» WHAT TO DO: Every line holding the string "warn" should be copied from the listing.

» EXTRACTED DATA:
• • •

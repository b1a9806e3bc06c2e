//! MCP (Model Context Protocol) bridge to the NetBox tool provider.
//!
//! Spawns the provider as a child process, speaks JSON-RPC 2.0 to it over
//! stdio, and exposes only an allow-listed, counted subset of its tools.
//!
//! # Architecture
//!
//! - **types**: JSON-RPC 2.0 and MCP-specific protocol types
//! - **transport**: Pluggable transport layer (stdio, channels)
//! - **client**: MCP client (handshake, discovery, calls)
//! - **launcher**: Launch configuration and process spawning
//! - **bridge**: Allow-list filtering, call counting, runtime adapters
//! - **error**: Unified error types
//!
//! # Usage
//!
//! ```no_run
//! use std::sync::Arc;
//! use nbx_mcp::{launch, register_bridge_tools, LaunchConfig, ToolBridge};
//! use nbx_tool_runtime::ToolRegistry;
//!
//! # async fn example() -> Result<(), Box<dyn std::error::Error>> {
//! let config = LaunchConfig::new("~/netbox-mcp-server", "https://netbox.example.com", "token");
//! let bridge: Arc<dyn ToolBridge> = Arc::new(launch(&config).await?);
//! let mut registry = ToolRegistry::new();
//! register_bridge_tools(&mut registry, bridge.clone())?;
//! // ... run a session ...
//! bridge.close().await?;
//! # Ok(())
//! # }
//! ```

pub mod types;
pub mod transport;
pub mod client;
pub mod launcher;
pub mod bridge;
pub mod error;

#[cfg(any(test, feature = "test-utils"))]
pub mod testing;

pub use types::*;
pub use transport::{McpTransport, StdioTransport, ChannelTransport};
pub use client::McpClient;
pub use launcher::{launch, LaunchConfig, DEFAULT_ALLOWED_TOOLS};
pub use bridge::{register_bridge_tools, BridgedTool, FilteredBridge, ToolBridge};
pub use error::McpError;
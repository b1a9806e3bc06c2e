use async_trait::async_trait;
use serde::{Deserialize, Serialize};
use serde_json::Value;
use std::fmt;

/// Describes a tool's interface for LLM consumption.
/// Maps to Anthropic's tool format and OpenAI's function format.
#[derive(Debug, Clone, Serialize, Deserialize)]
pub struct ToolDefinition {
    /// Unique tool name (e.g., "netbox_get_objects")
    pub name: String,
    /// Human-readable description for the LLM
    pub description: String,
    /// JSON Schema describing the expected input
    pub input_schema: Value,
}

/// Represents an LLM requesting execution of a tool.
#[derive(Debug, Clone, Serialize, Deserialize)]
pub struct ToolCall {
    /// Unique ID for this invocation (used to match results)
    pub id: String,
    /// Tool name to execute
    pub name: String,
    /// JSON input arguments
    pub input: Value,
}

/// Result of executing a tool, sent back to the LLM.
#[derive(Debug, Clone, Serialize, Deserialize)]
pub struct ToolResult {
    /// Must match the ToolCall id
    pub tool_call_id: String,
    /// Result content (text or structured)
    pub content: String,
    /// Whether this result represents an error
    pub is_error: bool,
}

impl ToolResult {
    pub fn error(tool_call_id: impl Into<String>, content: impl Into<String>) -> Self {
        Self {
            tool_call_id: tool_call_id.into(),
            content: content.into(),
            is_error: true,
        }
    }
}

/// The primary extension point: all tools implement this trait.
///
/// Tools are object-safe, Send + Sync, and async.
#[async_trait]
pub trait Tool: Send + Sync {
    /// Returns the tool's definition (name, description, JSON Schema).
    fn definition(&self) -> ToolDefinition;

    /// Execute the tool with the given JSON input.
    async fn execute(&self, input: Value) -> Result<ToolResult, ToolError>;
}

/// Tool failures, split by whether the session can carry on.
///
/// `InvalidInput` and `Rejected` are reported back to the model as error
/// results. `Transport` means the channel to the tool is gone and the
/// session must stop.
#[derive(Debug, thiserror::Error)]
pub enum ToolError {
    #[error("Invalid input: {0}")]
    InvalidInput(String),
    #[error("Rejected: {0}")]
    Rejected(String),
    #[error("Transport failure: {0}")]
    Transport(String),
    #[error(transparent)]
    Other(#[from] anyhow::Error),
}

impl ToolError {
    /// Whether this error ends the session instead of being reported to the model.
    pub fn is_fatal(&self) -> bool {
        matches!(self, ToolError::Transport(_))
    }
}

impl fmt::Display for ToolDefinition {
    fn fmt(&self, f: &mut fmt::Formatter<'_>) -> fmt::Result {
        write!(f, "{}({})", self.name, self.description)
    }
}

/// Simple echo tool for testing purposes.
#[cfg(any(test, feature = "test-utils"))]
pub struct EchoTool;

#[cfg(any(test, feature = "test-utils"))]
#[async_trait]
impl Tool for EchoTool {
    fn definition(&self) -> ToolDefinition {
        ToolDefinition {
            name: "echo".to_string(),
            description: "Echoes back the input message. For testing.".to_string(),
            input_schema: serde_json::json!({
                "type": "object",
                "properties": {
                    "message": {
                        "type": "string",
                        "description": "The message to echo back"
                    }
                },
                "required": ["message"]
            }),
        }
    }

    async fn execute(&self, input: Value) -> Result<ToolResult, ToolError> {
        let message = input
            .get("message")
            .and_then(|v| v.as_str())
            .ok_or_else(|| ToolError::InvalidInput("missing 'message' field".to_string()))?;

        Ok(ToolResult {
            tool_call_id: String::new(), // Set by caller
            content: message.to_string(),
            is_error: false,
        })
    }
}
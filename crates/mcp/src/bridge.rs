//! Allow-listed, counted access to an MCP server's tools.

use std::collections::BTreeSet;
use std::sync::atomic::{AtomicBool, AtomicUsize, Ordering};
use std::sync::Arc;
use std::time::Duration;

use async_trait::async_trait;
use nbx_tool_runtime::registry::RegistryError;
use nbx_tool_runtime::{Tool, ToolDefinition, ToolError, ToolRegistry, ToolResult};
use serde_json::Value;
use tokio::process::Child;
use tokio::sync::Mutex;

use crate::client::McpClient;
use crate::error::McpError;
use crate::transport::McpTransport;
use crate::types::CallToolResult;

const EXIT_GRACE: Duration = Duration::from_secs(2);

/// What a session sees of the tool provider.
#[async_trait]
pub trait ToolBridge: Send + Sync {
    /// Tools the session may call.
    fn tool_definitions(&self) -> Vec<ToolDefinition>;

    async fn call_tool(&self, name: &str, arguments: Value) -> Result<CallToolResult, McpError>;

    /// Completed round trips so far.
    fn call_count(&self) -> usize;

    /// Release the provider. Safe to call more than once.
    async fn close(&self) -> Result<(), McpError>;
}

/// A connected MCP client restricted to an allow-list, with a call counter.
pub struct FilteredBridge<T> {
    client: McpClient<T>,
    allowed: BTreeSet<String>,
    tools: Vec<ToolDefinition>,
    calls: AtomicUsize,
    closed: AtomicBool,
    process: Mutex<Option<Child>>,
}

impl<T: McpTransport> FilteredBridge<T> {
    /// Handshake, discover tools, and keep only those on the allow-list.
    pub async fn connect<I, S>(transport: T, allowed: I) -> Result<Self, McpError>
    where
        I: IntoIterator<Item = S>,
        S: Into<String>,
    {
        let allowed: BTreeSet<String> = allowed.into_iter().map(Into::into).collect();
        let client = McpClient::connect(transport).await?;

        let discovered = client.list_tools().await?;
        let total = discovered.len();
        let tools: Vec<ToolDefinition> = discovered
            .into_iter()
            .filter(|t| allowed.contains(&t.name))
            .map(ToolDefinition::from)
            .collect();

        for name in &allowed {
            if !tools.iter().any(|t| &t.name == name) {
                tracing::debug!(tool = %name, "Allowed tool not offered by server");
            }
        }
        tracing::info!(discovered = total, exposed = tools.len(), "Tool bridge ready");

        Ok(Self {
            client,
            allowed,
            tools,
            calls: AtomicUsize::new(0),
            closed: AtomicBool::new(false),
            process: Mutex::new(None),
        })
    }

    /// Attach the child process so `close` can reap it.
    pub fn with_process(self, child: Child) -> Self {
        Self {
            process: Mutex::new(Some(child)),
            ..self
        }
    }

    pub fn is_allowed(&self, name: &str) -> bool {
        self.allowed.contains(name)
    }
}

#[async_trait]
impl<T: McpTransport + 'static> ToolBridge for FilteredBridge<T> {
    fn tool_definitions(&self) -> Vec<ToolDefinition> {
        self.tools.clone()
    }

    async fn call_tool(&self, name: &str, arguments: Value) -> Result<CallToolResult, McpError> {
        if !self.is_allowed(name) {
            tracing::warn!(tool = %name, "Rejected call outside the allow-list");
            return Err(McpError::ToolNotAllowed(name.to_string()));
        }
        if self.closed.load(Ordering::Acquire) {
            return Err(McpError::ServerUnavailable("bridge is closed".to_string()));
        }

        let result = self.client.call_tool(name, arguments).await?;
        let count = self.calls.fetch_add(1, Ordering::Relaxed) + 1;
        tracing::debug!(tool = %name, count, is_error = result.is_error, "Tool call complete");
        Ok(result)
    }

    fn call_count(&self) -> usize {
        self.calls.load(Ordering::Relaxed)
    }

    async fn close(&self) -> Result<(), McpError> {
        if self.closed.swap(true, Ordering::AcqRel) {
            return Ok(());
        }
        let closed = self.client.close().await;

        if let Some(mut child) = self.process.lock().await.take() {
            match tokio::time::timeout(EXIT_GRACE, child.wait()).await {
                Ok(Ok(status)) => tracing::debug!(%status, "MCP server exited"),
                Ok(Err(e)) => tracing::warn!(error = %e, "Failed waiting for MCP server"),
                Err(_) => {
                    tracing::warn!("MCP server did not exit after stdin closed, killing");
                    child.kill().await?;
                }
            }
        }
        closed
    }
}

/// One bridged tool exposed to the session loop.
pub struct BridgedTool {
    definition: ToolDefinition,
    bridge: Arc<dyn ToolBridge>,
}

impl BridgedTool {
    pub fn new(definition: ToolDefinition, bridge: Arc<dyn ToolBridge>) -> Self {
        Self { definition, bridge }
    }
}

#[async_trait]
impl Tool for BridgedTool {
    fn definition(&self) -> ToolDefinition {
        self.definition.clone()
    }

    async fn execute(&self, input: Value) -> Result<ToolResult, ToolError> {
        match self.bridge.call_tool(&self.definition.name, input).await {
            Ok(result) => Ok(ToolResult {
                tool_call_id: String::new(),
                content: result.joined_text(),
                is_error: result.is_error,
            }),
            Err(e) if e.is_recoverable() => Err(ToolError::Rejected(e.to_string())),
            Err(e) => Err(ToolError::Transport(e.to_string())),
        }
    }
}

/// Register every tool the bridge exposes. Returns how many were added.
pub fn register_bridge_tools(
    registry: &mut ToolRegistry,
    bridge: Arc<dyn ToolBridge>,
) -> Result<usize, RegistryError> {
    let definitions = bridge.tool_definitions();
    let count = definitions.len();
    for definition in definitions {
        registry.register(BridgedTool::new(definition, bridge.clone()))?;
    }
    Ok(count)
}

• • •

» ANSWER BOX:
            tracing::warn!(tool = %name, "Rejected call outside the allow-list");
                Ok(Err(e)) => tracing::warn!(error = %e, "Failed waiting for MCP server"),
                    tracing::warn!("MCP server did not exit after stdin closed, killing");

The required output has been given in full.